The purpose of this study was to describe the rates of cardiovascular and other medical complications related to the use of platinum-based chemotherapy in American testicular cancer survivors. The study sample consisted of 143 eligible long-term testicular cancer survivors. Participants were interviewed, their medical records were reviewed, and blood was obtained for cholesterol measurement during their follow-up visit. The mean follow-up time was 8.4 yr, and their mean age at follow-up was 41.2 yr; 72.7% had had non-seminoma, and 82.5% had received platinum-based chemotherapy. Hypertension rates in the platinum-treated group increased significantly from baseline to follow-up; however, once adjusted for blood pressure measurement (undiagnosed hypertension), no such increase was seen, and hypertension rates were already higher than national estimates at baseline in all groups. At the follow-up visit, the rates of hyperlipidemia (adjusted for measured cholesterol level) in both platinum- and non-platinum-treated groups (28.4% and 37.5%, respectively) were higher than national estimates (16.9%). Rates of coronary artery disease were higher in those who had received platinum and radiation (11.1%) than in those who had received platinum alone (4.3%), but this difference was not statistically significant. As suggested by previous studies, platinum-based chemotherapy may be associated with hypertension, hyperlipidemia, and coronary artery disease. However, our data suggest that undiagnosed hypertension and hyperlipidemia may be significant confounders, and we also observed a trend toward lower testosterone levels in participants who experienced cardiovascular complications.

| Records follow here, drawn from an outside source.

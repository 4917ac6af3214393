//! Dashboard aggregates over campaign history

use std::sync::Arc;

use super::{CampaignHistory, CampaignHistoryError, CampaignSummary};

/// Totals shown on the dashboard
#[derive(Debug, Clone, Copy, Default, PartialEq, Eq)]
pub struct DashboardStats {
    /// Number of campaigns
    pub campaigns: usize,

    /// Recipients delivered to
    pub sent: usize,

    /// Recipients that failed
    pub failed: usize,

    /// Recipients targeted
    pub total: usize,
}

impl DashboardStats {
    /// Aggregates `campaigns`
    pub fn from_campaigns(campaigns: &[CampaignSummary]) -> Self {
        campaigns.iter().fold(Self::default(), |stats, campaign| Self {
            campaigns: stats.campaigns + 1,
            sent: stats.sent + campaign.success_count,
            failed: stats.failed + campaign.failed_count,
            total: stats.total + campaign.recipient_count(),
        })
    }

    /// Loads the history and aggregates it
    pub async fn load<H: CampaignHistory>(history: Arc<H>) -> Result<Self, CampaignHistoryError> {
        let campaigns = history.recent_campaigns().await?;

        Ok(Self::from_campaigns(&campaigns))
    }

    /// Delivered share of attempted sends, as a whole percentage
    pub fn success_rate(&self) -> u8 {
        let attempted = self.sent + self.failed;

        if attempted == 0 {
            return 0;
        }

        ((self.sent as f64 / attempted as f64) * 100.0).round() as u8
    }
}

#[cfg(test)]
mod tests {
    use testresult::TestResult;

    use super::*;
    use crate::domain::campaigns::tests::MockCampaignHistory;

    fn campaign(sent: usize, failed: usize) -> CampaignSummary {
        CampaignSummary {
            success_count: sent,
            failed_count: failed,
            ..Default::default()
        }
    }

    #[test]
    fn test_aggregate() {
        let stats = DashboardStats::from_campaigns(&[campaign(3, 1), campaign(5, 0)]);

        assert_eq!(
            stats,
            DashboardStats {
                campaigns: 2,
                sent: 8,
                failed: 1,
                total: 9,
            }
        );
        assert_eq!(stats.success_rate(), 89);
    }

    #[test]
    fn test_success_rate_with_nothing_sent() {
        assert_eq!(DashboardStats::default().success_rate(), 0);
    }

    #[tokio::test]
    async fn test_load_from_history() -> TestResult {
        let mut history = MockCampaignHistory::new();

        history
            .expect_recent_campaigns()
            .times(1)
            .returning(|| Ok(vec![campaign(1, 1)]));

        let stats = DashboardStats::load(Arc::new(history)).await?;

        assert_eq!(stats.success_rate(), 50);

        Ok(())
    }

    #[tokio::test]
    async fn test_load_propagates_errors() {
        let mut history = MockCampaignHistory::new();

        history
            .expect_recent_campaigns()
            .times(1)
            .returning(|| Err(CampaignHistoryError::Unavailable));

        let result = DashboardStats::load(Arc::new(history)).await;

        assert!(matches!(result, Err(CampaignHistoryError::Unavailable)));
    }
}
//! Extracting recipient addresses from uploaded spreadsheets

mod errors;

use async_trait::async_trait;

#[cfg(test)]
use mockall::mock;

use crate::domain::compose::FileBlob;

pub use errors::{RecipientFileError, UNREADABLE_PREFIX};

/// Turns a spreadsheet or CSV file into the address-like strings it contains
#[async_trait]
pub trait RecipientFileParser: Clone + Send + Sync + 'static {
    /// Parses `file`.
    ///
    /// # Returns
    /// Every cell that looks like an address, in no particular order. May be empty.
    async fn parse_recipients(&self, file: &FileBlob) -> Result<Vec<String>, RecipientFileError>;
}

#[cfg(test)]
mock! {
    pub RecipientFileParser {}

    impl Clone for RecipientFileParser {
        fn clone(&self) -> Self;
    }

    #[async_trait]
    impl RecipientFileParser for RecipientFileParser {
        async fn parse_recipients(&self, file: &FileBlob) -> Result<Vec<String>, RecipientFileError>;
    }
}

#[cfg(test)]
pub mod tests {
    pub use super::MockRecipientFileParser;
}
//! Campaign history and dashboard aggregates

mod history;
mod stats;
mod summary;

pub use history::{CampaignHistory, CampaignHistoryError};
pub use stats::DashboardStats;
pub use summary::CampaignSummary;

本研究的目的是描述美国睾丸癌幸存者中与使用铂类化疗相关的心血管及其他医学并发症的发生率。研究样本包括143名符合条件的长期睾丸癌幸存者。对参与者进行了访谈,查阅了他们的病历,并在随访期间采集血液进行胆固醇测量。平均随访时间为8.4年,随访时的平均年龄为41.2岁;72.7%患有非精原细胞瘤,82.5%接受了铂类化疗。铂类治疗组的高血压发生率从基线到随访期间显著增加;然而,一旦对血压测量结果(未确诊的高血压)进行调整,就未观察到这种增加,且所有组在基线时的高血压发生率就已高于全国估计值。在随访时,铂类治疗组和非铂类治疗组的高脂血症发生率(根据测量的胆固醇水平进行调整)分别为28.4%和37.5%,均高于全国估计值(16.9%)。接受铂类和放疗的患者冠心病发生率(11.1%)高于仅接受铂类治疗的患者(4.3%),但这种差异无统计学意义。如先前研究所表明的,铂类化疗可能与高血压、高脂血症和冠心病有关。然而,我们的数据表明,未确诊的高血压和高脂血症可能是重要的混杂因素,并且我们还观察到经历心血管并发症的参与者睾酮水平有降低的趋势。